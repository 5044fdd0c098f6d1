//! Capacity-bounded grouped cache with FIFO (insertion order) eviction.
//!
//! Entries are addressed by a two-level key `(group, id)`, e.g. a channel id
//! and a message id. The cache keeps at most `capacity` live entries; when a
//! new key pushes it over the limit, the oldest *inserted* entries are evicted
//! first. Reads never refresh an entry's position, so this is FIFO, not LRU.
//!
//! ## Architecture
//!
//! ```text
//! ┌─────────────────────────────────────────────────────────────────────────────┐
//! │                     GroupedFifoCore<G, I, T> Layout                         │
//! │                                                                             │
//! │   groups: FxHashMap<G, FxHashMap<I, T>>      order: OrderLog<(G, I)>        │
//! │                                                                             │
//! │   ┌───────────┬──────────────────────┐       ┌──────┬──────┬──────┬──────┐  │
//! │   │  group    │  entries             │       │ None │ (a,2)│ (b,9)│ (a,4)│  │
//! │   ├───────────┼──────────────────────┤       └──────┴──────┴──────┴──────┘  │
//! │   │  "a"      │  {2: m2, 4: m4}      │              ▲                       │
//! │   │  "b"      │  {9: m9}             │              head                    │
//! │   └───────────┴──────────────────────┘                                      │
//! │                                                                             │
//! │   len = 3 (live entries)       capacity = fixed at construction             │
//! │                                                                             │
//! │   A group key exists only while it holds at least one entry.                │
//! └─────────────────────────────────────────────────────────────────────────────┘
//!
//! Put Flow (new key)
//! ──────────────────
//!   put(g, id, v):
//!     1. groups[g][id] = v
//!     2. order.push((g, id)); len += 1
//!     3. evict()
//!
//! Put Flow (existing key)
//! ───────────────────────
//!   put(g, id, v):
//!     1. replace groups[g][id] in place, return the old value
//!     (order position and len unchanged, no eviction)
//!
//! Eviction
//! ────────
//!   while len > capacity:
//!     (g, id) = order.pop_front()          (slot cleared, head advanced)
//!     if groups[g][id] exists:
//!       delete it, len -= 1, drop group if empty
//!     else:
//!       stale slot (removed earlier), skip without touching len
//!   order.maybe_compact()
//! ```
//!
//! `remove`, `group_remove`, `remove_if` and `group_remove_if` only touch the
//! store. The order-log slots they leave behind go stale and are skipped by
//! eviction, which keeps every removal O(1) in the size of the log.
//! When a removal empties the store the log is dropped, and when more than
//! twice `capacity` slots are pending they are swept down to the first slot
//! of each live key.
//!
//! ## Operations
//!
//! | Operation         | Lock   | Complexity                  |
//! |-------------------|--------|-----------------------------|
//! | `get`, `contains` | read   | O(1)                        |
//! | `put`             | write  | Amortized O(1)              |
//! | `remove`          | write  | O(1)                        |
//! | `group_remove`    | write  | O(group size) to drop       |
//! | `remove_if`       | write  | O(len)                      |
//! | `len`, `group_len`| read   | O(1)                        |
//! | `all`, `read`     | read   | Lazy, stops on `Break`      |
//! | `snapshot`        | read   | O(len)                      |
//! | `load`            | write  | O(input)                    |
//!
//! ## Thread Safety
//!
//! - [`GroupedFifoCore`]: Single-threaded; requires `&mut self` for mutations.
//! - [`CappedGroupedCache`]: Thread-safe wrapper around one
//!   `parking_lot::RwLock`. Lookups, counts, iteration and `snapshot` share the
//!   read lock; every mutation takes the write lock. Predicates and iteration
//!   callbacks run while the lock is held and must not call back into the same
//!   cache.
//!
//! ## Example Usage
//!
//! ```
//! use cappedcache::policy::grouped_fifo::CappedGroupedCache;
//!
//! let cache: CappedGroupedCache<u64, u64, String> = CappedGroupedCache::new(2);
//!
//! cache.put(1, 10, "first".to_string());
//! cache.put(1, 11, "second".to_string());
//! cache.put(2, 20, "third".to_string());
//!
//! // Oldest insertion went first.
//! assert_eq!(cache.get(&1, &10), None);
//! assert_eq!(cache.get(&1, &11).as_deref(), Some("second"));
//! assert_eq!(cache.len(), 2);
//! ```

use std::collections::hash_map;
use std::fmt::{self, Debug, Formatter};
use std::hash::Hash;
use std::ops::{ControlFlow, Deref};
use std::sync::Arc;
---
Review the entries above and return every line where "write" appears.

# Written solution
//! | `put`             | write  | Amortized O(1)              |
//! | `remove`          | write  | O(1)                        |
//! | `group_remove`    | write  | O(group size) to drop       |
//! | `remove_if`       | write  | O(len)                      |
//! | `load`            | write  | O(input)                    |
//!   read lock; every mutation takes the write lock. Predicates and iteration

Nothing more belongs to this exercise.